Il est avant tout un réaliste. Et de ce point de vue, il est prévisible par bien des aspects, car pour lui, la réalité n’est pas dirigée par les idées, la morale et les vœux pieux, mais par les faits et les rapports de force. Étant conscient de l’État de déclin relatif de l’hégémonie américaine, il entend avant tout œuvrer pour le rétablissement de son pays, à travers une certaine dose de protectionnisme et d’isolationnisme propre à une certaine tradition diplomatique américaine, celle de la «doctrine Monroe». Mais aussi à travers la fin de la politique systématique d’ingérence et de déstabilisation à l’échelle mondiale, menée de manière particulièrement intense par la Maison Blanche depuis 2001.
Après, concernant son caractère et son tempérament, laissons cela aux habitués des bistrots et des cafés, et aux amateurs de psychologie de comptoir. Car en géopolitique, notamment sur la longue durée, les personnages politiques s’effacent devant la permanence des États et de leurs impératifs.

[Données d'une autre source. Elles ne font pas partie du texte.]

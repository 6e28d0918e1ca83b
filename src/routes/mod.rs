pub mod health;
pub mod metrics;
pub mod recognize;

Maintenant, parlons un peu de Kamala Harris. Premièrement, ne nous laissons pas berner par les noms des partis aux États-Unis qui, formellement, ne correspondent pas à notre lecture de l’échiquier politique au Maroc ou en Europe.
Les Démocrates aux États-Unis sont avant tout l’équivalent de la gauche progressiste de l’autre côté de l’Atlantique. Et comme toutes les familles politiques, le Parti démocrate est traversé par différents courants, parfois antinomiques.
Mais le fait est que, depuis presque deux décennies, soit depuis le premier mandat de Barack Obama, c’est le courant de la gauche radicale qui a réussi à devenir le nouveau tropisme du parti. Pas la gauche radicale de la lutte des classes et de la dictature du prolétariat. Ça, c’est has been. Mais celle de la dictature des minorités, du wokisme, du lgbtisme, du politiquement correct et de la cancel culture.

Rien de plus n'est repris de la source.